Mas a história de nós 6, veio assim, num susto, de repente, numa Segunda-feira à tarde, num teste gravidez que era só pra descargo de consciência porque a menstruação estava uns 3 dias atrasada. Fiquei em choque. A teoria ficou longe da prática. Em que momento eu não tinha prestado atenção na aula?  Fernando tinha completado 1 ano dias atrás, eu não me sentia preparada pra começar tudo de novo ainda.

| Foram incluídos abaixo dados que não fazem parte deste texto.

use std::fmt;
use std::str::FromStr;

use sea_orm::{entity::prelude::*, ConnectionTrait, Set};
use uuid::Uuid;
use chrono::Utc;
use serde::{Deserialize, Serialize};

use crate::errors::ModelError;
use crate::user_job;

#[derive(Clone, Debug, PartialEq, DeriveEntityModel, Serialize, Deserialize)]
#[sea_orm(table_name = "jobs")]
pub struct Model {
    #[sea_orm(primary_key, auto_increment = false)]
    pub id: Uuid,
    pub title: String,
    pub company: String,
    pub location: Option<String>,
    pub description: Option<String>,
    pub job_url: Option<String>,
    pub salary_range: Option<String>,
    pub job_type: Option<String>,
    pub source: Option<String>,
    pub external_id: Option<String>,
    /// One of [`JobStatus`].
    pub status: String,
    pub created_at: DateTimeWithTimeZone,
    pub updated_at: DateTimeWithTimeZone,
}

#[derive(Copy, Clone, Debug, EnumIter)]
pub enum Relation {
    UserJobs,
}

impl RelationTrait for Relation {
    fn def(&self) -> RelationDef {
        match self {
            Relation::UserJobs => Entity::has_many(user_job::Entity).into(),
        }
    }
}

impl Related<user_job::Entity> for Entity {
    fn to() -> RelationDef { Relation::UserJobs.def() }
}

impl ActiveModelBehavior for ActiveModel {}

/// Moderation state of a posting. Only approved jobs are visible to users.
#[derive(Copy, Clone, Debug, PartialEq, Eq, Hash, Serialize, Deserialize)]
#[serde(rename_all = "lowercase")]
pub enum JobStatus {
    Pending,
    Approved,
    Rejected,
}

impl JobStatus {
    pub const ALL: [JobStatus; 3] = [JobStatus::Pending, JobStatus::Approved, JobStatus::Rejected];

    pub fn as_str(&self) -> &'static str {
        match self {
            JobStatus::Pending => "pending",
            JobStatus::Approved => "approved",
            JobStatus::Rejected => "rejected",
        }
    }
}

impl fmt::Display for JobStatus {
    fn fmt(&self, f: &mut fmt::Formatter<'_>) -> fmt::Result {
        f.write_str(self.as_str())
    }
}

impl FromStr for JobStatus {
    type Err = ModelError;

    fn from_str(s: &str) -> Result<Self, Self::Err> {
        JobStatus::ALL
            .into_iter()
            .find(|st| st.as_str().eq_ignore_ascii_case(s.trim()))
            .ok_or_else(|| ModelError::Validation(format!("invalid job status: {s}")))
    }
}

/// Fields accepted when creating a posting.
#[derive(Clone, Debug, Default, Deserialize)]
pub struct NewJob {
    pub title: String,
    pub company: String,
    pub location: Option<String>,
    pub description: Option<String>,
    pub job_url: Option<String>,
    pub salary_range: Option<String>,
    pub job_type: Option<String>,
    pub source: Option<String>,
    pub external_id: Option<String>,
    pub status: Option<JobStatus>,
}

impl NewJob {
    pub fn validate(&self) -> Result<(), ModelError> {
        if self.title.trim().is_empty() {
            return Err(ModelError::Validation("title required".into()));
        }
        if self.company.trim().is_empty() {
            return Err(ModelError::Validation("company required".into()));
        }
        if let Some(url) = self.job_url.as_deref().filter(|u| !u.is_empty()) {
            if !(url.starts_with("http://") || url.starts_with("https://")) {
                return Err(ModelError::Validation("job_url must start with http(s)".into()));
            }
        }
        Ok(())
    }

    pub fn into_active_model(self) -> ActiveModel {
        let now = Utc::now().into();
        ActiveModel {
            id: Set(Uuid::new_v4()),
            title: Set(self.title.trim().to_string()),
            company: Set(self.company.trim().to_string()),
            location: Set(self.location),
            description: Set(self.description),
            job_url: Set(self.job_url),
            salary_range: Set(self.salary_range),
            job_type: Set(self.job_type),
            source: Set(self.source),
            external_id: Set(self.external_id),
            status: Set(self.status.unwrap_or(JobStatus::Pending).as_str().to_string()),
            created_at: Set(now),
            updated_at: Set(now),
        }
    }
}

pub async fn create<C: ConnectionTrait>(db: &C, new: NewJob) -> Result<Model, ModelError> {
    new.validate()?;
    Ok(new.into_active_model().insert(db).await?)
}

Tem coisas que a gente deixa nas mãos do destino e de Deus, 6 é um número bonito, agora meu número da sorte. Meus dois filhos, serão irmãos com idades próximas, vão poder compartilhar tanta coisa juntos. Vão se estapear também, puxar o cabelo um do outro, correr pela casa, gritar, implicar, dizer repetidas vezes “mãe olha ele”, “mãe, foi ele que começou”.

Mas vão se amar, vão brincar juntos e estar lá um pelo outro até o fim da vida. Porque maior missão do que colocar um filho no mundo, amá-lo, educa-lo, é proporcionar que ele aprenda a amar incondicionalmente, compreender, e apoiar quem está perto (independente se é irmão, primo, pai e etc). Ensinar que fazer feliz um ao outro, faz parte da própria felicidade.

Viva a fraternidade! Viva meus dois filhos (digo, 4 hehehe)!”